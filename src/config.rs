use std::env;

use tracing::info;

/// Process configuration, read once at startup from the environment.
#[derive(Debug, Clone)]
pub struct AppConfig {
    pub database_url: String,
    pub port: u16,
    pub rate_limit_max_requests: u32,
    pub rate_limit_window_secs: u64,
}

impl AppConfig {
    pub fn from_env() -> anyhow::Result<Self> {
        let database_url = env::var("DATABASE_URL")
            .map_err(|_| anyhow::anyhow!("DATABASE_URL must be set"))?;

        let port = env_or("PORT", 3000)?;
        let rate_limit_max_requests = env_or("RATE_LIMIT_MAX_REQUESTS", 100)?;
        let rate_limit_window_secs = env_or("RATE_LIMIT_WINDOW_SECS", 60)?;

        info!(
            port,
            rate_limit_max_requests, rate_limit_window_secs, "Configuration loaded"
        );

        Ok(Self {
            database_url,
            port,
            rate_limit_max_requests,
            rate_limit_window_secs,
        })
    }
}

fn env_or<T>(key: &str, default: T) -> anyhow::Result<T>
where
    T: std::str::FromStr,
    T::Err: std::fmt::Display,
{
    match env::var(key) {
        Ok(raw) => raw
            .parse()
            .map_err(|e| anyhow::anyhow!("Invalid {} value: {}", key, e)),
        Err(_) => Ok(default),
    }
}
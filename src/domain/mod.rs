pub mod distribution;
pub mod translate;
pub mod validate;
pub mod vocabulary;
use std::time::{Duration, Instant};

use sqlx::postgres::{PgPool, PgPoolOptions};
use sqlx::Row;
use tracing::info;

use crate::db::errors::{DatabaseError, Result};

/// Creates the process-wide connection pool. Kept small: each request runs
/// a handful of short queries and the hosted datastore does its own pooling.
pub async fn create_pool(database_url: &str) -> Result<PgPool> {
    info!("Creating database connection pool");

    let pool = PgPoolOptions::new()
        .max_connections(5)
        .min_connections(1)
        .acquire_timeout(Duration::from_secs(3))
        .connect(database_url)
        .await
        .map_err(|e| DatabaseError::ConnectionError(format!("Failed to create pool: {}", e)))?;

    info!("Database connection pool created");
    Ok(pool)
}

/// Connectivity probe for /api/test-connection: one round trip, reporting
/// the server version and how long the trip took.
pub async fn probe_connection(pool: &PgPool) -> Result<(String, u128)> {
    let started = Instant::now();

    let row = sqlx::query("SELECT version() AS version")
        .fetch_one(pool)
        .await
        .map_err(DatabaseError::from_sqlx)?;

    let version: String = row.get("version");
    Ok((version, started.elapsed().as_millis()))
}
//! The fixed domain enumerations and their derived icon lookups.
//!
//! Enumeration order is contract: distribution reports list members in
//! declaration order, so reordering a variant list is a breaking change.

/// Deity tag on a signup. The list is the superset observed across
/// revisions of the hosted tables ("Sai" arrived later than the rest).
#[derive(Debug, Clone, Copy, PartialEq, Eq)]
pub enum Deity {
    Ganesha,
    Guru,
    Shiva,
    Devi,
    Rama,
    Krishna,
    Sai,
    SarvaDharma,
}

pub const FALLBACK_DEITY_ICON: &str = "🎵";

impl Deity {
    pub const ALL: [Deity; 8] = [
        Deity::Ganesha,
        Deity::Guru,
        Deity::Shiva,
        Deity::Devi,
        Deity::Rama,
        Deity::Krishna,
        Deity::Sai,
        Deity::SarvaDharma,
    ];

    pub fn as_str(&self) -> &'static str {
        match self {
            Deity::Ganesha => "Ganesha",
            Deity::Guru => "Guru",
            Deity::Shiva => "Shiva",
            Deity::Devi => "Devi",
            Deity::Rama => "Rama",
            Deity::Krishna => "Krishna",
            Deity::Sai => "Sai",
            Deity::SarvaDharma => "Sarva Dharma",
        }
    }

    pub fn icon(&self) -> &'static str {
        match self {
            Deity::Ganesha => "🐘",
            Deity::Guru => "🙏",
            Deity::Shiva => "🔱",
            Deity::Devi => "🌺",
            Deity::Rama => "🏹",
            Deity::Krishna => "🪈",
            Deity::Sai => "🕉️",
            Deity::SarvaDharma => "☸️",
        }
    }

    pub fn parse(value: &str) -> Option<Deity> {
        Deity::ALL.iter().copied().find(|d| d.as_str() == value)
    }
}

/// Tempo tag on a signup.
#[derive(Debug, Clone, Copy, PartialEq, Eq)]
pub enum Tempo {
    Slow,
    Medium,
    Fast,
}

pub const FALLBACK_TEMPO_ICON: &str = "🎵";

impl Tempo {
    pub const ALL: [Tempo; 3] = [Tempo::Slow, Tempo::Medium, Tempo::Fast];

    pub fn as_str(&self) -> &'static str {
        match self {
            Tempo::Slow => "Slow",
            Tempo::Medium => "Medium",
            Tempo::Fast => "Fast",
        }
    }

    pub fn icon(&self) -> &'static str {
        match self {
            Tempo::Slow => "🐢",
            Tempo::Medium => "🚶",
            Tempo::Fast => "🚀",
        }
    }

    pub fn parse(value: &str) -> Option<Tempo> {
        Tempo::ALL.iter().copied().find(|t| t.as_str() == value)
    }
}

/// Scheduling state of a signup's offering slot.
#[derive(Debug, Clone, Copy, PartialEq, Eq)]
pub enum OfferingStatus {
    Pending,
    Offered,
    Cancelled,
}

impl OfferingStatus {
    pub const ALL: [OfferingStatus; 3] = [
        OfferingStatus::Pending,
        OfferingStatus::Offered,
        OfferingStatus::Cancelled,
    ];

    pub fn as_str(&self) -> &'static str {
        match self {
            OfferingStatus::Pending => "Pending",
            OfferingStatus::Offered => "Offered",
            OfferingStatus::Cancelled => "Cancelled",
        }
    }

    pub fn parse(value: &str) -> Option<OfferingStatus> {
        OfferingStatus::ALL
            .iter()
            .copied()
            .find(|s| s.as_str() == value)
    }
}

/// Columns a signup query may sort by. Closed set: the sort column is bound
/// here at definition time, never taken verbatim from the request.
#[derive(Debug, Clone, Copy, PartialEq, Eq)]
pub enum SortField {
    CreatedAt,
    Title,
    Position,
    Singer,
    OfferingOn,
    Tempo,
    Deity,
}

impl SortField {
    pub const ALL: [SortField; 7] = [
        SortField::CreatedAt,
        SortField::Title,
        SortField::Position,
        SortField::Singer,
        SortField::OfferingOn,
        SortField::Tempo,
        SortField::Deity,
    ];

    /// Wire name, which matches the column name (the hosted table kept the
    /// historical "diety" spelling).
    pub fn as_str(&self) -> &'static str {
        match self {
            SortField::CreatedAt => "created_at",
            SortField::Title => "title",
            SortField::Position => "position",
            SortField::Singer => "singer",
            SortField::OfferingOn => "offering_on",
            SortField::Tempo => "tempo",
            SortField::Deity => "diety",
        }
    }

    pub fn column(&self) -> &'static str {
        self.as_str()
    }

    pub fn parse(value: &str) -> Option<SortField> {
        SortField::ALL.iter().copied().find(|f| f.as_str() == value)
    }
}

#[derive(Debug, Clone, Copy, PartialEq, Eq)]
pub enum SortOrder {
    Asc,
    Desc,
}

impl SortOrder {
    pub fn parse(value: &str) -> Option<SortOrder> {
        match value {
            "asc" => Some(SortOrder::Asc),
            "desc" => Some(SortOrder::Desc),
            _ => None,
        }
    }

    pub fn sql(&self) -> &'static str {
        match self {
            SortOrder::Asc => "ASC",
            SortOrder::Desc => "DESC",
        }
    }
}

/// The process-wide vocabulary: legal-value lists plus icon lookups, built
/// once at startup and injected into validators and formatters rather than
/// referenced as ambient global state.
#[derive(Debug, Clone)]
pub struct Vocabulary {
    pub deities: Vec<&'static str>,
    pub tempos: Vec<&'static str>,
    pub offering_statuses: Vec<&'static str>,
    pub sort_fields: Vec<&'static str>,
}

impl Vocabulary {
    pub fn new() -> Self {
        Self {
            deities: Deity::ALL.iter().map(|d| d.as_str()).collect(),
            tempos: Tempo::ALL.iter().map(|t| t.as_str()).collect(),
            offering_statuses: OfferingStatus::ALL.iter().map(|s| s.as_str()).collect(),
            sort_fields: SortField::ALL.iter().map(|f| f.as_str()).collect(),
        }
    }

    /// Icon for a stored deity value, with the fallback glyph for anything
    /// outside the enumeration. Used for signup rows, where an icon is
    /// always present in the response.
    pub fn deity_icon(&self, value: &str) -> &'static str {
        Deity::parse(value)
            .map(|d| d.icon())
            .unwrap_or(FALLBACK_DEITY_ICON)
    }

    pub fn tempo_icon(&self, value: &str) -> &'static str {
        Tempo::parse(value)
            .map(|t| t.icon())
            .unwrap_or(FALLBACK_TEMPO_ICON)
    }

    /// Icon lookup for catalog rows, where deity/tempo are free text and an
    /// unmatched value gets no icon at all rather than a fallback glyph.
    pub fn deity_icon_opt(&self, value: &str) -> Option<&'static str> {
        Deity::parse(value).map(|d| d.icon())
    }

    pub fn tempo_icon_opt(&self, value: &str) -> Option<&'static str> {
        Tempo::parse(value).map(|t| t.icon())
    }
}

impl Default for Vocabulary {
    fn default() -> Self {
        Self::new()
    }
}

#[cfg(test)]
mod tests {
    use super::*;
    use pretty_assertions::assert_eq;

    #[test]
    fn test_deity_round_trip() {
        for deity in Deity::ALL {
            assert_eq!(Deity::parse(deity.as_str()), Some(deity));
        }
        assert_eq!(Deity::parse("Hanuman"), None);
    }

    #[test]
    fn test_tempo_icons() {
        let vocab = Vocabulary::new();
        assert_eq!(vocab.tempo_icon("Fast"), "🚀");
        assert_eq!(vocab.tempo_icon("Slow"), "🐢");
        // Unrecognized values fall back, never absent
        assert_eq!(vocab.tempo_icon("Allegro"), FALLBACK_TEMPO_ICON);
    }

    #[test]
    fn test_catalog_icon_has_no_fallback() {
        let vocab = Vocabulary::new();
        assert_eq!(vocab.deity_icon_opt("Krishna"), Some("🪈"));
        assert_eq!(vocab.deity_icon_opt("Lord Krishna"), None);
        assert_eq!(vocab.tempo_icon_opt("very fast"), None);
    }

    #[test]
    fn test_vocabulary_preserves_declaration_order() {
        let vocab = Vocabulary::new();
        assert_eq!(vocab.deities.first(), Some(&"Ganesha"));
        assert_eq!(vocab.deities.last(), Some(&"Sarva Dharma"));
        assert_eq!(vocab.tempos, vec!["Slow", "Medium", "Fast"]);
    }

    #[test]
    fn test_sort_field_uses_stored_column_spelling() {
        assert_eq!(SortField::Deity.column(), "diety");
        assert_eq!(SortField::parse("diety"), Some(SortField::Deity));
        assert_eq!(SortField::parse("deity"), None);
    }

    #[test]
    fn test_sort_order_is_strict() {
        assert_eq!(SortOrder::parse("asc"), Some(SortOrder::Asc));
        assert_eq!(SortOrder::parse("desc"), Some(SortOrder::Desc));
        assert_eq!(SortOrder::parse("ASC"), None);
        assert_eq!(SortOrder::parse("ascending"), None);
    }
}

- - -

### Task details
Within the data, count the lines that hold the word "state". Answer with the figure and nothing more.

### Final answer
2